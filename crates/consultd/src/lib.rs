//! Consultation chat daemon - session rooms and participant connections
//!
//! This crate provides the real-time chat core:
//! - `hub` - Hub actor owning one room per ongoing consultation session
//! - `client` - Per-connection read/write tasks
//! - `transport` - Socket abstraction (axum WebSocket, in-memory pair)
//! - `store` - In-memory session, message and profile stores
//! - `server` - HTTP routes and the WebSocket upgrade
//! - `config` - TOML configuration
//!
//! # Architecture
//!
//! ```text
//! ┌─────────────────────────────────────────────────────────────┐
//! │                        consultd                             │
//! ├─────────────────────────────────────────────────────────────┤
//! │                                                             │
//! │  ┌─────────────────┐     ┌─────────────────────────────┐    │
//! │  │   ChatServer    │────▶│          HubActor           │    │
//! │  │ (axum + ws)     │     │   (SessionId -> Room)       │    │
//! │  └────────┬────────┘     └──────────────┬──────────────┘    │
//! │           │                             │                   │
//! │           │ upgrades                    │ try_send          │
//! │           ▼                             ▼                   │
//! │  ┌─────────────────┐     ┌─────────────────────────────┐    │
//! │  │  Client tasks   │◀────│   bounded outbound queues   │    │
//! │  │  (read + write) │     │   (one per connection)      │    │
//! │  └─────────────────┘     └─────────────────────────────┘    │
//! │                                                             │
//! └─────────────────────────────────────────────────────────────┘
//! ```
//!
//! # Panic-Free Guarantees
//!
//! All production code in this crate follows the panic-free policy:
//! - No `.unwrap()`, `.expect()`, `panic!()`, `unreachable!()`, `todo!()`
//! - All fallible operations return `Result` or `Option`
//! - Channel operations handle closure gracefully

pub mod client;
pub mod config;
pub mod hub;
pub mod server;
pub mod store;
pub mod transport;
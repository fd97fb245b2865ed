use hybrid_array::Array;

use crate::algebra::{FieldElement, NttMatrix, NttPolynomial, NttVector, Polynomial, Vector};
use crate::crypto::{PRF, Xof};
use crate::param::{N, Q, Rank};
use crate::util::{B32, Truncate};

// Algorithm 7 SampleNTT
//
// The XOF is seeded with rho || col || row.  Every three bytes of the stream give two 12-bit
// candidates, and each candidate below q is accepted until the polynomial is full.
pub(crate) fn sample_ntt(rho: &B32, col: u8, row: u8) -> NttPolynomial {
    let mut xof = Xof::default().absorb(rho).absorb(&[col, row]);

    let mut a = NttPolynomial::default();
    let mut j = 0;
    let mut c = [0u8; 3];
    while j < N {
        xof.squeeze(&mut c);
        let d1 = u16::from(c[0]) | (u16::from(c[1] & 0x0f) << 8);
        let d2 = u16::from(c[1] >> 4) | (u16::from(c[2]) << 4);

        if d1 < Q {
            a.0[j] = FieldElement::new(d1);
            j += 1;
        }

        if j < N && d2 < Q {
            a.0[j] = FieldElement::new(d2);
            j += 1;
        }
    }

    a
}

// Algorithm 8 SamplePolyCBD_2
//
// Each byte yields two coefficients, low nibble first.  A nibble with bits b0..b3 maps to
// (b0 + b1) - (b2 + b3).
pub(crate) fn sample_poly_cbd(bytes: &[u8]) -> Polynomial {
    debug_assert_eq!(bytes.len(), crate::param::CBD_INPUT_LEN);

    let nibble = |x: u8| {
        let a = (x & 1) + ((x >> 1) & 1);
        let b = ((x >> 2) & 1) + ((x >> 3) & 1);
        FieldElement::new(a.into()) - FieldElement::new(b.into())
    };

    let mut f = Polynomial::default();
    for (&byte, pair) in bytes.iter().zip(f.0.chunks_exact_mut(2)) {
        pair[0] = nibble(byte & 0x0f);
        pair[1] = nibble(byte >> 4);
    }
    f
}

/// `CBD(PRF(sigma, start + i))` for each of the `k` entries of a vector
pub(crate) fn sample_cbd_vector(sigma: &B32, start: u8) -> Vector<Rank> {
    Vector::new(Array::from_fn(|i| {
        sample_poly_cbd(&PRF(sigma, start + u8::truncate(i)))
    }))
}

// Algorithm 13 lines 3-7
//
// A_hat[i][j] = SampleNTT(rho || j || i): the column index is absorbed first.
pub(crate) fn expand_a(rho: &B32) -> NttMatrix<Rank> {
    NttMatrix::new(Array::from_fn(|i| {
        NttVector::new(Array::from_fn(|j| {
            sample_ntt(rho, u8::truncate(j), u8::truncate(i))
        }))
    }))
}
════════════════
◆ The task
Could you give the data above again, exact in every line?

◆ The answer
filename crates/consultd/src/lib.rs
//! Consultation chat daemon - session rooms and participant connections
//!
//! This crate provides the real-time chat core:
//! - `hub` - Hub actor owning one room per ongoing consultation session
//! - `client` - Per-connection read/write tasks
//! - `transport` - Socket abstraction (axum WebSocket, in-memory pair)
//! - `store` - In-memory session, message and profile stores
//! - `server` - HTTP routes and the WebSocket upgrade
//! - `config` - TOML configuration
//!
//! # Architecture
//!
//! ```text
//! ┌─────────────────────────────────────────────────────────────┐
//! │                        consultd                             │
//! ├─────────────────────────────────────────────────────────────┤
//! │                                                             │
//! │  ┌─────────────────┐     ┌─────────────────────────────┐    │
//! │  │   ChatServer    │────▶│          HubActor           │    │
//! │  │ (axum + ws)     │     │   (SessionId -> Room)       │    │
//! │  └────────┬────────┘     └──────────────┬──────────────┘    │
//! │           │                             │                   │
//! │           │ upgrades                    │ try_send          │
//! │           ▼                             ▼                   │
//! │  ┌─────────────────┐     ┌─────────────────────────────┐    │
//! │  │  Client tasks   │◀────│   bounded outbound queues   │    │
//! │  │  (read + write) │     │   (one per connection)      │    │
//! │  └─────────────────┘     └─────────────────────────────┘    │
//! │                                                             │
//! └─────────────────────────────────────────────────────────────┘
//! ```
//!
//! # Panic-Free Guarantees
//!
//! All production code in this crate follows the panic-free policy:
//! - No `.unwrap()`, `.expect()`, `panic!()`, `unreachable!()`, `todo!()`
//! - All fallible operations return `Result` or `Option`
//! - Channel operations handle closure gracefully

pub mod client;
pub mod config;
pub mod hub;
pub mod server;
pub mod store;
pub mod transport;
repository fd97fb245b2865ed
use hybrid_array::Array;

use crate::algebra::{FieldElement, NttMatrix, NttPolynomial, NttVector, Polynomial, Vector};
use crate::crypto::{PRF, Xof};
use crate::param::{N, Q, Rank};
use crate::util::{B32, Truncate};

// Algorithm 7 SampleNTT
//
// The XOF is seeded with rho || col || row.  Every three bytes of the stream give two 12-bit
// candidates, and each candidate below q is accepted until the polynomial is full.
pub(crate) fn sample_ntt(rho: &B32, col: u8, row: u8) -> NttPolynomial {
    let mut xof = Xof::default().absorb(rho).absorb(&[col, row]);

    let mut a = NttPolynomial::default();
    let mut j = 0;
    let mut c = [0u8; 3];
    while j < N {
        xof.squeeze(&mut c);
        let d1 = u16::from(c[0]) | (u16::from(c[1] & 0x0f) << 8);
        let d2 = u16::from(c[1] >> 4) | (u16::from(c[2]) << 4);

        if d1 < Q {
            a.0[j] = FieldElement::new(d1);
            j += 1;
        }

        if j < N && d2 < Q {
            a.0[j] = FieldElement::new(d2);
            j += 1;
        }
    }

    a
}

// Algorithm 8 SamplePolyCBD_2
//
// Each byte yields two coefficients, low nibble first.  A nibble with bits b0..b3 maps to
// (b0 + b1) - (b2 + b3).
pub(crate) fn sample_poly_cbd(bytes: &[u8]) -> Polynomial {
    debug_assert_eq!(bytes.len(), crate::param::CBD_INPUT_LEN);

    let nibble = |x: u8| {
        let a = (x & 1) + ((x >> 1) & 1);
        let b = ((x >> 2) & 1) + ((x >> 3) & 1);
        FieldElement::new(a.into()) - FieldElement::new(b.into())
    };

    let mut f = Polynomial::default();
    for (&byte, pair) in bytes.iter().zip(f.0.chunks_exact_mut(2)) {
        pair[0] = nibble(byte & 0x0f);
        pair[1] = nibble(byte >> 4);
    }
    f
}

/// `CBD(PRF(sigma, start + i))` for each of the `k` entries of a vector
pub(crate) fn sample_cbd_vector(sigma: &B32, start: u8) -> Vector<Rank> {
    Vector::new(Array::from_fn(|i| {
        sample_poly_cbd(&PRF(sigma, start + u8::truncate(i)))
    }))
}

// Algorithm 13 lines 3-7
//
// A_hat[i][j] = SampleNTT(rho || j || i): the column index is absorbed first.
pub(crate) fn expand_a(rho: &B32) -> NttMatrix<Rank> {
    NttMatrix::new(Array::from_fn(|i| {
        NttVector::new(Array::from_fn(|j| {
            sample_ntt(rho, u8::truncate(j), u8::truncate(i))
        }))
    }))
}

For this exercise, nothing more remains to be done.